To import bank statements into BMD, start with the file type you actually have. In BMD NTCS, BMD Bankauszugsverbuchung can usually import structured bank statement files such as CAMT, MT940, Edifact, and many CSV exports directly. If the only source is a PDF bank statement, the practical route is to convert it into a clean CSV or spreadsheet first, then check field mapping, debit and credit signs, and saldo logic before you import.
Use this decision path first:
- You have a structured bank export such as CAMT, MT940, Edifact, or a bank CSV with consistent columns: use the direct import route in BMD Bankauszugsverbuchung.
- You only have a PDF statement or a messy export with merged cells, unclear columns, or inconsistent signs: use the conversion and cleanup route before import.
- You receive statements from the same client every month but the incoming files vary: standardize the handoff format first, then import the same way each cycle.
When CAMT, MT940, Edifact, or CSV Are the Best Route
The direct BMD route works best when your source file already contains structured transaction data, meaning each booking is already broken into usable fields such as date, amount, text, counterparty, and balance. In that situation, BMD Bankimport is usually faster and more reliable than any manual rebuild.
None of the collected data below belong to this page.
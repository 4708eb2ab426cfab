use crate::state::RoomStats;
use crate::types::*;
use serde::{Deserialize, Serialize};

pub const PROTOCOL_VERSION: &str = "1.0";

#[derive(Debug, Clone, Serialize, Deserialize)]
#[serde(tag = "t", rename_all = "snake_case")]
pub enum ClientMessage {
    UpdatePosition {
        latitude: f64,
        longitude: f64,
        #[serde(default)]
        accuracy: Option<f64>,
    },
    Ping,
}

#[derive(Debug, Clone, Serialize, Deserialize)]
#[serde(tag = "t", rename_all = "snake_case")]
pub enum ServerMessage {
    Welcome {
        protocol: String,
        player_id: UserId,
        room: Room,
        stats: RoomStats,
        server_now: String,
    },
    /// A game event for the connected room
    Event { event: GameEvent },
    RoomStats { stats: RoomStats },
    /// Ack for a position update
    PositionAccepted { position: PlayerPosition },
    Pong { server_now: String },
    Error { code: String, msg: String },
}

impl ServerMessage {
    pub fn error(code: &str, msg: impl Into<String>) -> Self {
        ServerMessage::Error {
            code: code.to_string(),
            msg: msg.into(),
        }
    }
}

impl From<&crate::error::GameError> for ServerMessage {
    fn from(err: &crate::error::GameError) -> Self {
        ServerMessage::error(err.code(), err.to_string())
    }
}

#[cfg(test)]
mod tests {
    use super::*;

    #[test]
    fn test_client_message_tags() {
        let msg: ClientMessage = serde_json::from_str(
            r#"{"t":"update_position","latitude":48.85,"longitude":2.29}"#,
        )
        .unwrap();
        match msg {
            ClientMessage::UpdatePosition {
                latitude, accuracy, ..
            } => {
                assert_eq!(latitude, 48.85);
                assert!(accuracy.is_none());
            }
            _ => panic!("Expected update_position"),
        }

        let ping: ClientMessage = serde_json::from_str(r#"{"t":"ping"}"#).unwrap();
        assert!(matches!(ping, ClientMessage::Ping));

        assert!(serde_json::from_str::<ClientMessage>(r#"{"t":"vote"}"#).is_err());
    }

    #[test]
    fn test_server_error_from_game_error() {
        let msg = ServerMessage::from(&crate::error::GameError::NotInRoom);
        let json = serde_json::to_value(&msg).unwrap();
        assert_eq!(json["t"], "error");
        assert_eq!(json["code"], "NOT_IN_ROOM");
        assert_eq!(json["msg"], "Player is not in this room");
    }
}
If you already have a clean export from the bank or treasury system, do not create extra work by converting a PDF first.
For most teams, CAMT and MT940 are the strongest options when the bank can provide them. A BMD CAMT import is often the best fit because CAMT files are designed to carry structured account statement data in a consistent machine-readable layout. A BMD MT940 import is also a strong choice, especially when a bank still offers MT940 as its standard export. If you need a deeper format comparison, this guide to MT940 and CAMT.053 bank statement formats is useful background, but for day-to-day bookkeeping the practical point is simple: if the bank can export CAMT or MT940, start there before considering any workaround.
Edifact can also be the right path, but it is more situational. You are more likely to see it in corporate banking, EDI-heavy workflows, or finance environments where statement data is already exchanged between systems rather than downloaded manually by a bookkeeper. When Edifact is available in a format BMD accepts, it can reduce rekeying and preserve structure well. The tradeoff is availability: many smaller teams will see CAMT, MT940, or CSV more often than Edifact in real client handoffs.
CSV is the most flexible option, but it is also the format most likely to need cleanup before import. CSV works well for BMD Bankimport when the file is consistently prepared, especially in four areas:
- The column order stays the same from row to row and from file to file.
- Dates use one format throughout, such as DD.MM.YYYY or YYYY-MM-DD, without mixing styles.
- Debit and credit amounts use a consistent sign convention, so negatives are always negative and credits are not alternately shown with text labels or separate columns.
- Opening or running balances are handled consistently, because missing or irregular balance fields can create import and reconciliation problems later.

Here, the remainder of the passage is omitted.